A star near our solar system is the oldest ever detected - it formed shortly after the Big Bang, and could throw light on what happened in the earliest years of the universe.

The star, HD 140283 is 13.2 billion years old, and could be much older. It lies 190 light years from Earth, and has been studied by astronomers for over a century.

The universe formed 13.77 billion years ago, and the new find hints that generations of stars lit up very soon after that.

The report, published in the journal Nature, offers insight into what happened after the Big Bang.

“We believe this star is the oldest known in the Universe with a well determined age,” says Howard Bond, an astronomer at Pennsylvania State University in University Park in an article published in Nature

The star consists almost entirely of hydrogen and helium - a sign of having formed early in the history of the Universe.

Measurements using the Hubble space telescope exploited the fact that the star is slowly dimming as it burns up the hydrogen in its core - a reliable way to calculate its age.

The Pennsylvania team's calculations showed the star is 13.9 billion years old, plus or minus 700 million years - so it is at least 13.2 billion years old, and may well be older.

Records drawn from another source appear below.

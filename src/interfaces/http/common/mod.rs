//! Shared HTTP response types

pub mod validated_json;

pub use validated_json::{ValidatedJson, ValidatedJsonRejection};

use axum::http::StatusCode;
use axum::Json;
use serde::{Deserialize, Serialize};
use utoipa::ToSchema;

use crate::domain::DomainError;

/// Uniform response envelope
#[derive(Debug, Serialize, Deserialize, ToSchema)]
pub struct ApiResponse<T> {
    /// `true` when the request succeeded
    pub success: bool,
    /// Payload; `null` on error
    pub data: Option<T>,
    /// Error description; `null` on success
    #[serde(skip_serializing_if = "Option::is_none")]
    pub error: Option<String>,
}

impl<T> ApiResponse<T> {
    pub fn success(data: T) -> Self {
        Self {
            success: true,
            data: Some(data),
            error: None,
        }
    }

    pub fn error(message: impl Into<String>) -> Self {
        Self {
            success: false,
            data: None,
            error: Some(message.into()),
        }
    }
}

/// Paginated response wrapper
#[derive(Debug, Serialize, ToSchema)]
pub struct PaginatedResponse<T> {
    pub items: Vec<T>,
    pub total: u64,
    pub page: u64,
    pub limit: u64,
    pub total_pages: u64,
}

/// HTTP status for a domain error.
///
/// Validation is client-correctable (422); state conflicts need a refresh
/// (409) and carry the canonical current state in the message; authorization
/// failures are 403, never silently ignored.
pub fn error_status(err: &DomainError) -> StatusCode {
    match err {
        DomainError::NotFound { .. } => StatusCode::NOT_FOUND,
        DomainError::Validation(_) => StatusCode::UNPROCESSABLE_ENTITY,
        DomainError::InvalidTransition { .. }
        | DomainError::AlreadyResolved(_)
        | DomainError::CheckoutExists(_)
        | DomainError::Conflict(_) => StatusCode::CONFLICT,
        DomainError::Forbidden(_) => StatusCode::FORBIDDEN,
        DomainError::Storage(_) => StatusCode::INTERNAL_SERVER_ERROR,
    }
}

/// Map a domain error into the handler rejection shape
pub fn domain_error<T>(err: DomainError) -> (StatusCode, Json<ApiResponse<T>>) {
    (error_status(&err), Json(ApiResponse::error(err.to_string())))
}

// ── Tests ──────────────────────────────────────────────────────

#[cfg(test)]
mod tests {
    use super::*;

    #[test]
    fn status_mapping() {
        assert_eq!(
            error_status(&DomainError::Validation("x".into())),
            StatusCode::UNPROCESSABLE_ENTITY
        );
        assert_eq!(
            error_status(&DomainError::AlreadyResolved("x".into())),
            StatusCode::CONFLICT
        );
        assert_eq!(
            error_status(&DomainError::InvalidTransition {
                entity: "rent request",
                from: "paid".into(),
                action: "confirm",
            }),
            StatusCode::CONFLICT
        );
        assert_eq!(
            error_status(&DomainError::Forbidden("x".into())),
            StatusCode::FORBIDDEN
        );
        assert_eq!(
            error_status(&DomainError::NotFound {
                entity: "Checkout",
                field: "id",
                value: "1".into(),
            }),
            StatusCode::NOT_FOUND
        );
    }

    #[test]
    fn conflict_message_carries_canonical_state() {
        let err = DomainError::InvalidTransition {
            entity: "rent request",
            from: "completed".into(),
            action: "pay",
        };
        assert!(err.to_string().contains("completed"));
    }
}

The star is part of the second generation of stars: the first were made purely of hydrogen and helium, and exploded in supernovae after a few million years.

The explosions heated gas and seeded it with heavier elements, traces of which can be seen in HD 140283.

Volker Bromm, an astronomer at the University of Texas at Austin says that this means the mechanism to form the second generation of stars “must have been in place very early”.